== Records to process ==

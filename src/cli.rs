use std::path::Path;

use anyhow::{bail, Context, Result};
use tokio::io::AsyncWriteExt;
use blobstash::config::StashConfig;
use blobstash::storage::now_millis;
use blobstash::{BlobFile, BlobStore, ListEntry, ListOptions};

async fn read_local_file(
    config: &StashConfig,
    path: &str,
    name: Option<String>,
    mime: &str,
) -> Result<BlobFile> {
    let meta = tokio::fs::metadata(path)
        .await
        .with_context(|| format!("cannot stat {}", path))?;
    if meta.len() > config.max_upload_size as u64 {
        bail!("{} is {} bytes, over the {} byte upload limit", path, meta.len(), config.max_upload_size);
    }

    let last_modified = meta
        .modified()
        .ok()
        .and_then(|t| t.duration_since(std::time::UNIX_EPOCH).ok())
        .map(|d| d.as_millis() as i64)
        .unwrap_or_else(now_millis);
    let name = name.unwrap_or_else(|| {
        Path::new(path)
            .file_name()
            .map(|n| n.to_string_lossy().into_owned())
            .unwrap_or_else(|| path.to_string())
    });
    let content = tokio::fs::read(path).await?;

    Ok(BlobFile::new(name, mime, last_modified, content))
}

pub async fn put(
    store: &BlobStore,
    config: &StashConfig,
    key: &str,
    path: &str,
    mime: &str,
    name: Option<String>,
    json: bool,
) -> Result<()> {
    let file = read_local_file(config, path, name, mime).await?;
    let file = store.put(key, file).await?;

    if json {
        println!("{}", serde_json::json!({
            "success": true,
            "key": key,
            "name": file.name,
            "size": file.size(),
        }));
    } else {
        println!("✅ Stored {} ({} bytes) as {}", file.name, file.size(), key);
    }
    Ok(())
}

pub async fn upload(
    store: &BlobStore,
    config: &StashConfig,
    field: &str,
    path: &str,
    mime: &str,
    json: bool,
) -> Result<()> {
    let file = read_local_file(config, path, None, mime).await?;
    let url = blobstash::uploads::upload(store, field, &file).await?;

    if json {
        println!("{}", serde_json::json!({"success": true, "path": url}));
    } else {
        println!("✅ Uploaded {} to {}", file.name, url);
    }
    Ok(())
}

pub async fn get(store: &BlobStore, key: &str, out: Option<&str>, json: bool) -> Result<()> {
    let object = match store.get(key).await? {
        Some(object) => object,
        None => {
            if json {
                println!("{}", serde_json::json!({"error": "not found", "key": key}));
            } else {
                eprintln!("❌ No file stored at {}", key);
            }
            bail!("not found: {}", key);
        }
    };

    match out {
        Some(out) => {
            tokio::fs::write(out, &object.content).await?;
            if json {
                println!("{}", serde_json::json!({
                    "key": key,
                    "metadata": object.metadata,
                    "written_to": out,
                }));
            } else {
                println!("📄 {}", object.metadata.name);
                println!("   Type: {}", object.metadata.mime_type);
                println!("   Size: {} bytes", object.metadata.size);
                println!("   Last modified: {}", object.metadata.last_modified);
                println!("   Written to: {}", out);
            }
        }
        None => {
            let mut stdout = tokio::io::stdout();
            stdout.write_all(&object.content).await?;
            stdout.flush().await?;
        }
    }
    Ok(())
}

pub async fn has(store: &BlobStore, key: &str, json: bool) -> Result<()> {
    let exists = store.has(key).await?;
    if json {
        println!("{}", serde_json::json!({"key": key, "exists": exists}));
    } else if exists {
        println!("✅ {} exists", key);
    } else {
        println!("❌ {} does not exist", key);
    }
    Ok(())
}

pub async fn remove(store: &BlobStore, key: &str, json: bool) -> Result<()> {
    store.remove(key).await?;
    if json {
        println!("{}", serde_json::json!({"success": true, "key": key}));
    } else {
        println!("🗑️  Removed {}", key);
    }
    Ok(())
}

fn print_entry(entry: &ListEntry) {
    match (&entry.name, &entry.mime_type, entry.size) {
        (Some(name), Some(mime), Some(size)) => {
            println!("   {}  {} ({}, {} bytes)", entry.key, name, mime, size)
        }
        _ => println!("   {}", entry.key),
    }
}

pub async fn list(store: &BlobStore, options: ListOptions, all: bool, json: bool) -> Result<()> {
    if all {
        let entries = store
            .list_all(options.prefix.as_deref(), options.include_metadata)
            .await?;
        if json {
            println!("{}", serde_json::to_string_pretty(&serde_json::json!({
                "entries": entries,
                "count": entries.len(),
            }))?);
        } else {
            println!("📋 Stored Files");
            println!("==============");
            if entries.is_empty() {
                println!("   No files found");
            }
            entries.iter().for_each(print_entry);
        }
        return Ok(());
    }

    let page = store.list(&options).await?;
    if json {
        println!("{}", serde_json::to_string_pretty(&page)?);
    } else {
        println!("📋 Stored Files");
        println!("==============");
        if page.entries.is_empty() {
            println!("   No files found");
        }
        page.entries.iter().for_each(print_entry);
        if let Some(cursor) = &page.next_cursor {
            println!("   ... more available, continue with --cursor {}", cursor);
        }
    }
    Ok(())
}
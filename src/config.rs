use serde::{Deserialize, Serialize};
use std::path::PathBuf;
use std::sync::Arc;
use anyhow::{bail, Result};

use crate::storage::{BlobBackend, BlobStore, LocalStorage, MemoryStorage};
use crate::uploads::namespace_for;

pub const DEFAULT_CONFIG_FILE: &str = "blobstash.toml";
pub const DEPLOY_CONTEXT_ENV: &str = "BLOBSTASH_DEPLOY_CONTEXT";
pub const MAX_UPLOAD_SIZE: usize = 64 * 1024 * 1024; // 64MB

#[derive(Debug, Clone, Copy, PartialEq, Eq, Serialize, Deserialize)]
#[serde(rename_all = "lowercase")]
pub enum BackendKind {
    Local,
    /// Lives only as long as the process; useful for `serve` in tests.
    Memory,
}

#[derive(Debug, Clone, Serialize, Deserialize)]
#[serde(default)]
pub struct StashConfig {
    pub data_directory: PathBuf,
    pub listen_address: String,
    pub store_prefix: String,
    pub deploy_context: String,
    pub backend: BackendKind,
    pub list_concurrency: usize,
    pub max_upload_size: usize,
}

impl Default for StashConfig {
    fn default() -> Self {
        Self {
            data_directory: PathBuf::from("./data"),
            listen_address: "0.0.0.0:8787".to_string(),
            store_prefix: "uploads".to_string(),
            deploy_context: "dev".to_string(),
            backend: BackendKind::Local,
            list_concurrency: crate::storage::lister::DEFAULT_HYDRATE_CONCURRENCY,
            max_upload_size: MAX_UPLOAD_SIZE,
        }
    }
}

impl StashConfig {
    pub fn load_or_create(config_path: Option<&str>) -> Result<Self> {
        let config_file = config_path.unwrap_or(DEFAULT_CONFIG_FILE);

        let mut config = if std::path::Path::new(config_file).exists() {
            let content = std::fs::read_to_string(config_file)?;
            toml::from_str(&content)?
        } else {
            let config = Self::default();
            config.save(config_file)?;
            tracing::info!("Wrote default config to {}", config_file);
            config
        };

        config.apply_env();
        Ok(config)
    }

    pub fn save(&self, config_path: &str) -> Result<()> {
        let content = toml::to_string_pretty(self)?;
        std::fs::write(config_path, content)?;
        Ok(())
    }

    /// The deployment environment decides the namespace, so it wins over
    /// whatever the file says.
    pub fn apply_env(&mut self) {
        if let Ok(context) = std::env::var(DEPLOY_CONTEXT_ENV) {
            if !context.trim().is_empty() {
                self.deploy_context = context.trim().to_string();
            }
        }
    }

    pub fn namespace(&self) -> String {
        namespace_for(&self.store_prefix, &self.deploy_context)
    }

    pub fn ensure_directories(&self) -> Result<()> {
        if self.backend == BackendKind::Local && !self.data_directory.exists() {
            std::fs::create_dir_all(&self.data_directory)?;
            tracing::info!("Created data directory: {:?}", self.data_directory);
        }
        Ok(())
    }

    /// Fails for backends whose contents end with the process.
    pub fn require_persistent(&self) -> Result<()> {
        if self.backend == BackendKind::Memory {
            bail!("the memory backend only lives for one process; use `serve` or backend = \"local\"");
        }
        Ok(())
    }

    /// Opens the store for this process's namespace.
    pub fn open_store(&self) -> BlobStore {
        let namespace = self.namespace();
        let backend: Arc<dyn BlobBackend> = match self.backend {
            BackendKind::Local => Arc::new(LocalStorage::new(&self.data_directory, &namespace)),
            BackendKind::Memory => Arc::new(MemoryStorage::new()),
        };
        tracing::info!("Opened {:?} store for namespace {}", self.backend, namespace);
        BlobStore::from_arc(backend).with_list_concurrency(self.list_concurrency)
    }
}
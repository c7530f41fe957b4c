use async_trait::async_trait;
use bytes::Bytes;
use crate::error::StorageResult;
use crate::storage::RawMetadata;

/// A key -> (bytes, flat metadata) store bound to one namespace.
///
/// Writes are whole-object and last-writer-wins. Nothing here retries; a
/// failed call is reported as [`StorageError::Unavailable`] and the caller
/// decides what to do about it.
///
/// [`StorageError::Unavailable`]: crate::error::StorageError::Unavailable
#[async_trait]
pub trait BlobBackend: Send + Sync {
    async fn get_metadata(
        &self,
        key: &str,
    ) -> StorageResult<Option<RawMetadata>>;

    async fn get_with_metadata(
        &self,
        key: &str,
    ) -> StorageResult<Option<(Bytes, RawMetadata)>>;

    async fn set(
        &self,
        key: &str,
        data: Bytes,
        meta: RawMetadata,
    ) -> StorageResult<()>;

    /// Removing a missing key succeeds.
    async fn delete(
        &self,
        key: &str,
    ) -> StorageResult<()>;

    /// Every key under `prefix`, in no particular order.
    async fn list(
        &self,
        prefix: Option<&str>,
    ) -> StorageResult<Vec<String>>;
}

#[async_trait]
impl<B: BlobBackend + ?Sized> BlobBackend for std::sync::Arc<B> {
    async fn get_metadata(&self, key: &str) -> StorageResult<Option<RawMetadata>> {
        (**self).get_metadata(key).await
    }

    async fn get_with_metadata(
        &self,
        key: &str,
    ) -> StorageResult<Option<(Bytes, RawMetadata)>> {
        (**self).get_with_metadata(key).await
    }

    async fn set(&self, key: &str, data: Bytes, meta: RawMetadata) -> StorageResult<()> {
        (**self).set(key, data, meta).await
    }

    async fn delete(&self, key: &str) -> StorageResult<()> {
        (**self).delete(key).await
    }

    async fn list(&self, prefix: Option<&str>) -> StorageResult<Vec<String>> {
        (**self).list(prefix).await
    }
}
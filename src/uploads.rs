use tracing::info;
use crate::error::StorageResult;
use crate::storage::{now_millis, BlobBackend, BlobFile, BlobStore};

pub const UPLOADS_ROUTE: &str = "/uploads/";
const DEFAULT_EXTENSION: &str = "jpg";

/// Store name for a deployment context, e.g. `uploads-production`.
pub fn namespace_for(prefix: &str, context: &str) -> String {
    format!("{}-{}", prefix, context)
}

/// Extension of `file_name`, or `jpg` when it has none or when it holds
/// anything besides ASCII letters and digits.
pub fn extension_of(file_name: &str) -> &str {
    match file_name.rsplit_once('.') {
        Some((_, ext)) if !ext.is_empty() && ext.bytes().all(|b| b.is_ascii_alphanumeric()) => ext,
        _ => DEFAULT_EXTENSION,
    }
}

/// `{field}/{millis}-{token}.{ext}`
pub fn upload_key(field_name: &str, file_name: &str, now_millis: i64, token: &str) -> String {
    format!("{}/{}-{}.{}", field_name, now_millis, token, extension_of(file_name))
}

pub fn random_token() -> String {
    hex::encode(rand::random::<[u8; 3]>())
}

/// Route serving `key`, each segment percent-encoded.
pub fn public_path(key: &str) -> String {
    let encoded: Vec<_> = key.split('/').map(urlencoding::encode).collect();
    format!("{}{}", UPLOADS_ROUTE, encoded.join("/"))
}

/// Stores an uploaded file under a fresh key and returns the path it is
/// served from.
pub async fn upload<B: BlobBackend + ?Sized>(
    store: &BlobStore<B>,
    field_name: &str,
    file: &BlobFile,
) -> StorageResult<String> {
    let key = upload_key(field_name, &file.name, now_millis(), &random_token());
    store.set(&key, file).await?;
    info!("stored upload '{}' ({} bytes) as {}", file.name, file.size(), key);
    Ok(public_path(&key))
}

#[cfg(test)]
mod tests {
    use super::*;
    use crate::storage::MemoryStorage;

    #[test]
    fn test_extension_defaults_to_jpg() {
        assert_eq!(extension_of("me.png"), "png");
        assert_eq!(extension_of("archive.tar.gz"), "gz");
        assert_eq!(extension_of("noext"), "jpg");
        assert_eq!(extension_of("trailing."), "jpg");
        assert_eq!(extension_of(""), "jpg");
        assert_eq!(extension_of("pic.we bp"), "jpg");
        assert_eq!(extension_of("pic.p#g"), "jpg");
        assert_eq!(extension_of("pic.a?b"), "jpg");
        assert_eq!(extension_of("dir.v2/readme"), "jpg");
        assert_eq!(extension_of("clip.MP4"), "MP4");
    }

    #[test]
    fn test_public_path_encodes_segments() {
        assert_eq!(public_path("avatar/1-abc.png"), "/uploads/avatar/1-abc.png");
        assert_eq!(public_path("my docs/a b#1.txt"), "/uploads/my%20docs/a%20b%231.txt");
    }

    #[test]
    fn test_upload_key_layout() {
        assert_eq!(
            upload_key("avatar", "me.png", 1_699_999_999_999, "a1b2c3"),
            "avatar/1699999999999-a1b2c3.png"
        );
    }

    #[test]
    fn test_random_token_shape() {
        let token = random_token();
        assert_eq!(token.len(), 6);
        assert!(token.chars().all(|c| c.is_ascii_digit() || c.is_ascii_lowercase()));
    }

    #[tokio::test]
    async fn test_upload_stores_under_returned_path() {
        let store = BlobStore::new(MemoryStorage::new());
        let file = BlobFile::new("cat.gif", "image/gif", 42, "GIF89a");

        let path = upload(&store, "pets", &file).await.unwrap();
        let key = path.strip_prefix(UPLOADS_ROUTE).unwrap();
        assert!(key.starts_with("pets/"));
        assert!(key.ends_with(".gif"));

        let stored = store.get(key).await.unwrap().unwrap();
        assert_eq!(stored.into_file(), file);
    }
}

===

→ **What you are asked to do**:
If a line above holds the string "StorageError", return it as it stands.

→ **Output below**:
/// failed call is reported as [`StorageError::Unavailable`] and the caller
/// [`StorageError::Unavailable`]: crate::error::StorageError::Unavailable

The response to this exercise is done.